WHAT THE EXERCISE ASKS: Output a verbatim copy of the data, cut off after the line that contains "pub const HUGGINGFACE_TOKEN: &str".

DATA SUPPLIED:
* * * * *

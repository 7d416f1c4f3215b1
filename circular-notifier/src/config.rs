use crate::notifier::TelegramConfig;
use crate::sources::rbi_feed::RBI_PRESS_RELEASES_URL;
use crate::state::DEFAULT_STATE_FILE;
use crate::summarizer::{SummarizerConfig, DEFAULT_MAX_SUMMARY_LENGTH, DEFAULT_MODEL};
use crate::types::{FetchConfig, NotifierError, Result};
use clap::Parser;
use std::env;
use std::path::PathBuf;
use std::time::Duration;

pub const TELEGRAM_BOT_TOKEN: &str = "TELEGRAM_BOT_TOKEN";
pub const TELEGRAM_CHAT_ID: &str = "TELEGRAM_CHAT_ID";
pub const HUGGINGFACE_TOKEN: &str = "HUGGINGFACE_TOKEN";

/// Relay new circulars from an RSS feed to a Telegram chat.
#[derive(Debug, Clone, Parser)]
#[command(name = "circular-notifier", version, about)]
pub struct Settings {
    /// RSS feed to poll
    #[arg(long, env = "FEED_URL", default_value = RBI_PRESS_RELEASES_URL)]
    pub feed_url: String,

    /// File holding the title of the last relayed circular
    #[arg(long, env = "LAST_TITLE_FILE", default_value = DEFAULT_STATE_FILE)]
    pub state_file: PathBuf,

    /// Hosted summarization model
    #[arg(long, env = "SUMMARIZATION_MODEL", default_value = DEFAULT_MODEL)]
    pub model: String,

    #[arg(long, default_value_t = DEFAULT_MAX_SUMMARY_LENGTH)]
    pub max_summary_length: usize,

    /// Pause after each chat message, in milliseconds
    #[arg(long, default_value_t = 1000)]
    pub pacing_ms: u64,
}

impl Default for Settings {
    fn default() -> Self {
        Self {
            feed_url: RBI_PRESS_RELEASES_URL.to_string(),
            state_file: PathBuf::from(DEFAULT_STATE_FILE),
            model: DEFAULT_MODEL.to_string(),
            max_summary_length: DEFAULT_MAX_SUMMARY_LENGTH,
            pacing_ms: 1000,
        }
    }
}

/// Everything a run needs, resolved once at startup.
#[derive(Debug, Clone)]
pub struct AppConfig {
    pub feed_url: String,
    pub state_file: PathBuf,
    pub max_summary_length: usize,
    pub fetch: FetchConfig,
    pub telegram: TelegramConfig,
    pub summarizer: SummarizerConfig,
}

impl AppConfig {
    pub fn from_env(settings: Settings) -> Result<Self> {
        Self::from_lookup(settings, |key| env::var(key).ok())
    }

    /// Builds the config, reading secrets through `lookup`. Missing or blank values are fatal.
    pub fn from_lookup<F>(settings: Settings, lookup: F) -> Result<Self>
    where
        F: Fn(&str) -> Option<String>,
    {
        let required = |key: &str| {
            lookup(key)
                .map(|value| value.trim().to_string())
                .filter(|value| !value.is_empty())
                .ok_or_else(|| NotifierError::Config(format!("{} must be set", key)))
        };

        let bot_token = required(TELEGRAM_BOT_TOKEN)?;
        let chat_id = required(TELEGRAM_CHAT_ID)?;
        let hf_token = required(HUGGINGFACE_TOKEN)?;

        url::Url::parse(&settings.feed_url)?;

        let mut telegram = TelegramConfig::new(bot_token, chat_id);
        telegram.pacing = Duration::from_millis(settings.pacing_ms);

        let mut summarizer = SummarizerConfig::new(hf_token);
        summarizer.model = settings.model;

        Ok(Self {
            feed_url: settings.feed_url,
            state_file: settings.state_file,
            max_summary_length: settings.max_summary_length,
            fetch: FetchConfig::default(),
            telegram,
            summarizer,
        })
    }
}
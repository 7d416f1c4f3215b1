use crate::sources::RssFeedSource;
use crate::traits::FeedSource;
use crate::types::{FeedEntry, Result};
use crate::Fetcher;
use async_trait::async_trait;
use std::sync::Arc;

/// Press-release feed of the Reserve Bank of India.
pub const RBI_PRESS_RELEASES_URL: &str = "https://www.rbi.org.in/pressreleases_rss.xml";

/// Reserve Bank of India press releases
pub struct RbiFeedSource {
    inner: RssFeedSource,
}

impl RbiFeedSource {
    pub fn new(url: String, fetcher: Arc<Fetcher>) -> Self {
        let inner = RssFeedSource::new(url, fetcher).with_title("RBI Press Releases");
        Self { inner }
    }
}

#[async_trait]
impl FeedSource for RbiFeedSource {
    fn source_name(&self) -> String {
        format!("RBI: {}", self.inner.source_name())
    }

    async fn pull(&self) -> Result<Vec<FeedEntry>> {
        self.inner.pull().await
    }
}
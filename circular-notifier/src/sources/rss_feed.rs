use crate::parser::FeedParser;
use crate::traits::FeedSource;
use crate::types::{FeedEntry, Result};
use crate::Fetcher;
use async_trait::async_trait;
use std::sync::Arc;
use tracing::{info, warn};

/// Generic RSS/Atom feed source
pub struct RssFeedSource {
    pub url: String,
    pub title: Option<String>,
    fetcher: Arc<Fetcher>,
}

impl RssFeedSource {
    pub fn new(url: String, fetcher: Arc<Fetcher>) -> Self {
        Self {
            url,
            title: None,
            fetcher,
        }
    }

    pub fn with_title(mut self, title: impl Into<String>) -> Self {
        self.title = Some(title.into());
        self
    }
}

#[async_trait]
impl FeedSource for RssFeedSource {
    fn source_name(&self) -> String {
        self.title.clone().unwrap_or_else(|| {
            // Extract domain name from URL as fallback
            if let Ok(parsed) = url::Url::parse(&self.url) {
                if let Some(domain) = parsed.domain() {
                    return format!("RSS Feed ({})", domain);
                }
            }
            "RSS Feed".to_string()
        })
    }

    async fn pull(&self) -> Result<Vec<FeedEntry>> {
        info!("Pulling RSS feed: {}", self.url);

        let fetch_result = self.fetcher.fetch_feed(&self.url).await;
        info!(
            "Feed HTTP status: {:?} ({} ms)",
            fetch_result.http_status, fetch_result.response_time_ms
        );

        if !fetch_result.success {
            let error_msg = fetch_result.error.unwrap_or_else(|| "Fetch failed".to_string());
            warn!("Giving up on feed {} for this run: {}", self.url, error_msg);
            return Ok(Vec::new());
        }

        let content = match fetch_result.content {
            Some(content) => content,
            None => {
                warn!("No content returned for RSS feed {}", self.url);
                return Ok(Vec::new());
            }
        };

        // An unparseable document counts as an empty feed
        let parsed_feed = match FeedParser::parse_feed(&content) {
            Ok(parsed_feed) => parsed_feed,
            Err(e) => {
                warn!("Could not parse feed {}: {}", self.url, e);
                return Ok(Vec::new());
            }
        };
        info!(
            "Feed {:?} lists {} entries",
            parsed_feed.title.as_deref().unwrap_or(&self.url),
            parsed_feed.entries.len()
        );

        Ok(parsed_feed.entries)
    }
}
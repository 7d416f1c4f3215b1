pub mod rbi_feed;
pub mod rss_feed;

pub use rbi_feed::RbiFeedSource;
pub use rss_feed::RssFeedSource;
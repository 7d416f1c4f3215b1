use crate::types::{FeedEntry, NotifierError, Result};
use feed_rs::parser;
use tracing::{debug, info};

#[derive(Debug)]
pub struct ParsedFeed {
    pub title: Option<String>,
    pub entries: Vec<FeedEntry>,
}

pub struct FeedParser;

impl FeedParser {
    /// Parses RSS or Atom content, keeping the document order of its items.
    pub fn parse_feed(content: &str) -> Result<ParsedFeed> {
        debug!("Parsing feed content ({} bytes)", content.len());

        let feed = parser::parse(content.as_bytes())
            .map_err(|e| NotifierError::Parse(format!("Failed to parse feed: {}", e)))?;

        let title = feed.title.map(|t| t.content);

        let entries: Vec<FeedEntry> = feed
            .entries
            .into_iter()
            .filter_map(Self::parse_entry)
            .enumerate()
            .map(|(position, mut entry)| {
                entry.original_order = position;
                entry
            })
            .collect();

        info!("Parsed feed with {} entries", entries.len());

        Ok(ParsedFeed { title, entries })
    }

    fn parse_entry(entry: feed_rs::model::Entry) -> Option<FeedEntry> {
        // Entries without a link cannot be followed to their full text
        let link = match entry.links.first() {
            Some(link) => link.href.trim().to_string(),
            None => {
                debug!("Skipping entry without link: {}", entry.id);
                return None;
            }
        };

        // The title is the watermark key; an empty one would match the first-run watermark
        let title = entry
            .title
            .map(|t| t.content.trim().to_string())
            .unwrap_or_default();
        if title.is_empty() {
            debug!("Skipping untitled entry: {}", link);
            return None;
        }

        Some(FeedEntry::new(title, link, 0))
    }
}
use circular_notifier::summarizer::SummarizerConfig;
use circular_notifier::{HuggingFaceSummarizer, NotifierError, Summarizer};
use serde_json::json;
use wiremock::{
    matchers::{body_json, header, method, path},
    Mock, MockServer, ResponseTemplate,
};

fn summarizer(server: &MockServer) -> HuggingFaceSummarizer {
    let mut config = SummarizerConfig::new("hf_test_token");
    config.api_base = server.uri();
    HuggingFaceSummarizer::new(config).unwrap()
}

#[tokio::test]
async fn returns_first_summary_text() {
    let mock_server = MockServer::start().await;

    Mock::given(method("POST"))
        .and(path("/facebook/bart-large-cnn"))
        .and(header("authorization", "Bearer hf_test_token"))
        .and(body_json(json!({
            "inputs": "Long circular text",
            "parameters": { "max_length": 200 }
        })))
        .respond_with(ResponseTemplate::new(200).set_body_json(json!([
            { "summary_text": "The RBI kept the repo rate unchanged." }
        ])))
        .mount(&mock_server)
        .await;

    let summary = summarizer(&mock_server)
        .summarize("Long circular text", 200)
        .await
        .unwrap();

    assert_eq!(summary, "The RBI kept the repo rate unchanged.");
}

#[tokio::test]
async fn api_error_is_reported_with_status() {
    let mock_server = MockServer::start().await;

    Mock::given(method("POST"))
        .respond_with(
            ResponseTemplate::new(503)
                .set_body_json(json!({ "error": "Model is currently loading" })),
        )
        .mount(&mock_server)
        .await;

    let err = summarizer(&mock_server).summarize("text", 200).await.unwrap_err();

    match err {
        NotifierError::Summarization { status, message } => {
            assert_eq!(status, Some(503));
            assert_eq!(message, "Model is currently loading");
        }
        other => panic!("unexpected error: {other:?}"),
    }
}

#[tokio::test]
async fn empty_result_list_is_a_failure() {
    let mock_server = MockServer::start().await;

    Mock::given(method("POST"))
        .respond_with(ResponseTemplate::new(200).set_body_json(json!([])))
        .mount(&mock_server)
        .await;

    let result = summarizer(&mock_server).summarize("text", 200).await;
    assert!(matches!(result, Err(NotifierError::Summarization { .. })));
}

#[tokio::test]
async fn unexpected_body_is_a_failure() {
    let mock_server = MockServer::start().await;

    Mock::given(method("POST"))
        .respond_with(ResponseTemplate::new(200).set_body_string("<html>gateway</html>"))
        .mount(&mock_server)
        .await;

    let result = summarizer(&mock_server).summarize("text", 200).await;
    assert!(matches!(result, Err(NotifierError::Serialization(_))));
}

#[test]
fn debug_output_hides_token() {
    let config = SummarizerConfig::new("hf_secret");
    assert!(!format!("{config:?}").contains("hf_secret"));
}
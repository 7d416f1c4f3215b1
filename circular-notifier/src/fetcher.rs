use crate::types::{FetchConfig, FetchResult, NotifierError, PageFetch, Result};
use reqwest::Client;
use std::time::{Duration, Instant};
use tracing::{debug, error, info, warn};

/// Shared HTTP client for the feed and for circular pages.
pub struct Fetcher {
    client: Client,
}

impl Fetcher {
    pub fn new(config: FetchConfig) -> Result<Self> {
        let client = Client::builder()
            .user_agent(&config.user_agent)
            .timeout(Duration::from_secs(config.timeout_seconds))
            .gzip(true)
            .deflate(true)
            .brotli(true)
            .build()?;

        Ok(Self { client })
    }

    /// Single attempt; a failed fetch is reported in the result rather than as an error.
    pub async fn fetch_feed(&self, url: &str) -> FetchResult {
        let start_time = Instant::now();

        debug!("Fetching feed: {}", url);

        let response = match self.client.get(url).send().await {
            Ok(response) => response,
            Err(e) => {
                error!("Failed to fetch feed {}: {}", url, e);
                return FetchResult {
                    success: false,
                    error: Some(e.to_string()),
                    response_time_ms: start_time.elapsed().as_millis() as u64,
                    http_status: None,
                    content: None,
                };
            }
        };

        let status = response.status();
        debug!("Feed HTTP status for {}: {}", url, status);

        if !status.is_success() {
            warn!("Feed request to {} returned {}", url, status);
            return FetchResult {
                success: false,
                error: Some(format!(
                    "HTTP {}: {}",
                    status.as_u16(),
                    status.canonical_reason().unwrap_or("Unknown")
                )),
                response_time_ms: start_time.elapsed().as_millis() as u64,
                http_status: Some(status.as_u16()),
                content: None,
            };
        }

        match response.text().await {
            Ok(content) => {
                info!("Successfully fetched feed: {} ({} bytes)", url, content.len());
                FetchResult {
                    success: true,
                    error: None,
                    response_time_ms: start_time.elapsed().as_millis() as u64,
                    http_status: Some(status.as_u16()),
                    content: Some(content),
                }
            }
            Err(e) => {
                error!("Failed to read feed body from {}: {}", url, e);
                FetchResult {
                    success: false,
                    error: Some(NotifierError::Http(e).to_string()),
                    response_time_ms: start_time.elapsed().as_millis() as u64,
                    http_status: Some(status.as_u16()),
                    content: None,
                }
            }
        }
    }

    /// Fetches a circular page. Timeouts and connection errors come back as `PageFetch::Failed`.
    pub async fn fetch_page(&self, url: &str) -> PageFetch {
        debug!("Fetching page: {}", url);

        let response = match self.client.get(url).send().await {
            Ok(response) => response,
            Err(e) => {
                warn!("Page request to {} failed: {}", url, e);
                return PageFetch::Failed(e.to_string());
            }
        };

        let status = response.status();
        if !status.is_success() {
            warn!("Page request to {} returned {}", url, status);
            return PageFetch::Status(status.as_u16());
        }

        match response.text().await {
            Ok(body) => PageFetch::Html(body),
            Err(e) => {
                warn!("Failed to read page body from {}: {}", url, e);
                PageFetch::Failed(e.to_string())
            }
        }
    }
}
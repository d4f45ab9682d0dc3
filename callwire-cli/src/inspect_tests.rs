#[cfg(test)]
#[allow(clippy::unwrap_used)]
mod tests {
    use super::super::inspect::*;
    use super::super::{Cli, Commands};
    use callwire_core::{CodecConfig, CodecError, Message, MessageKind, SignalingCodec};
    use clap::{CommandFactory, Parser};
    use std::io::Write;
    use std::path::PathBuf;

    #[test]
    fn test_cli_definition() {
        Cli::command().debug_assert();
    }

    #[test]
    fn test_cli_message_kind_conversion() {
        assert_eq!(
            MessageKind::from(CliMessageKind::InitialSetup),
            MessageKind::InitialSetup
        );
        assert_eq!(
            MessageKind::from(CliMessageKind::Candidates),
            MessageKind::Candidates
        );
        assert_eq!(
            MessageKind::from(CliMessageKind::MediaState),
            MessageKind::MediaState
        );
    }

    #[test]
    fn test_parse_sample_command() {
        let cli = Cli::try_parse_from(["callwire", "sample", "media-state"]).unwrap();
        assert!(!cli.verbose);
        assert!(matches!(
            cli.command,
            Commands::Sample {
                kind: CliMessageKind::MediaState
            }
        ));
    }

    #[test]
    fn test_parse_decode_command() {
        let cli = Cli::try_parse_from([
            "callwire",
            "--verbose",
            "--max-payload-size",
            "512",
            "decode",
            "payload.json",
        ])
        .unwrap();
        assert!(cli.verbose);
        assert_eq!(cli.max_payload_size, 512);
        match cli.command {
            Commands::Decode { file } => assert_eq!(file, Some(PathBuf::from("payload.json"))),
            _ => unreachable!("expected decode"),
        }
    }

    #[test]
    fn test_parse_rejects_unknown_sample_kind() {
        assert!(Cli::try_parse_from(["callwire", "sample", "hangup"]).is_err());
    }

    #[test]
    fn test_samples_pass_validation() {
        let codec = SignalingCodec::default();
        for kind in MessageKind::ALL {
            let message = sample_message(kind);
            assert_eq!(message.kind(), kind);

            let rendered = pretty(&message).unwrap();
            assert_eq!(validate(&codec, rendered.as_bytes()).unwrap(), kind);
            assert_eq!(Message::from_bytes(rendered.as_bytes()).unwrap(), message);
        }
    }

    #[test]
    fn test_decode_report_header() {
        let codec = SignalingCodec::default();
        let report = decode_report(&codec, br#"{"@type":"MediaState","muted":true}"#).unwrap();
        let (header, body) = report.split_once('\n').unwrap();
        assert_eq!(header, "MediaState");

        let value: serde_json::Value = serde_json::from_str(body).unwrap();
        assert_eq!(
            value,
            serde_json::json!({
                "@type": "MediaState",
                "muted": true,
                "videoState": "inactive",
                "lowBattery": false
            })
        );
    }

    #[test]
    fn test_validate_reports_codec_error() {
        let codec = SignalingCodec::default();
        let err = validate(&codec, br#"{"@type":"Hangup"}"#).unwrap_err();
        assert!(matches!(
            err.downcast_ref::<CodecError>(),
            Some(CodecError::UnknownDiscriminant(kind)) if kind == "Hangup"
        ));
    }

    #[test]
    fn test_validate_respects_payload_limit() {
        let codec = SignalingCodec::new(CodecConfig::default().with_max_payload_size(16));
        let err = validate(&codec, br#"{"@type":"MediaState","muted":true}"#).unwrap_err();
        assert!(matches!(
            err.downcast_ref::<CodecError>(),
            Some(CodecError::PayloadTooLarge { max: 16, .. })
        ));
    }

    #[test]
    fn test_read_payload_from_file() {
        let mut file = tempfile::NamedTempFile::new().unwrap();
        file.write_all(br#"{"@type":"Candidates","candidates":[]}"#)
            .unwrap();

        let payload = read_payload(Some(file.path())).unwrap();
        let codec = SignalingCodec::default();
        assert_eq!(validate(&codec, &payload).unwrap(), MessageKind::Candidates);
    }

    #[test]
    fn test_read_payload_missing_file() {
        let dir = tempfile::tempdir().unwrap();
        let missing = dir.path().join("missing.json");
        let err = read_payload(Some(&missing)).unwrap_err();
        assert!(err.to_string().contains("missing.json"));
    }
}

* * * * *

COMPLETED EXERCISE:
repository 7d416f1c4f3215b1
filename circular-notifier/src/config.rs
use crate::notifier::TelegramConfig;
use crate::sources::rbi_feed::RBI_PRESS_RELEASES_URL;
use crate::state::DEFAULT_STATE_FILE;
use crate::summarizer::{SummarizerConfig, DEFAULT_MAX_SUMMARY_LENGTH, DEFAULT_MODEL};
use crate::types::{FetchConfig, NotifierError, Result};
use clap::Parser;
use std::env;
use std::path::PathBuf;
use std::time::Duration;

pub const TELEGRAM_BOT_TOKEN: &str = "TELEGRAM_BOT_TOKEN";
pub const TELEGRAM_CHAT_ID: &str = "TELEGRAM_CHAT_ID";
pub const HUGGINGFACE_TOKEN: &str = "HUGGINGFACE_TOKEN";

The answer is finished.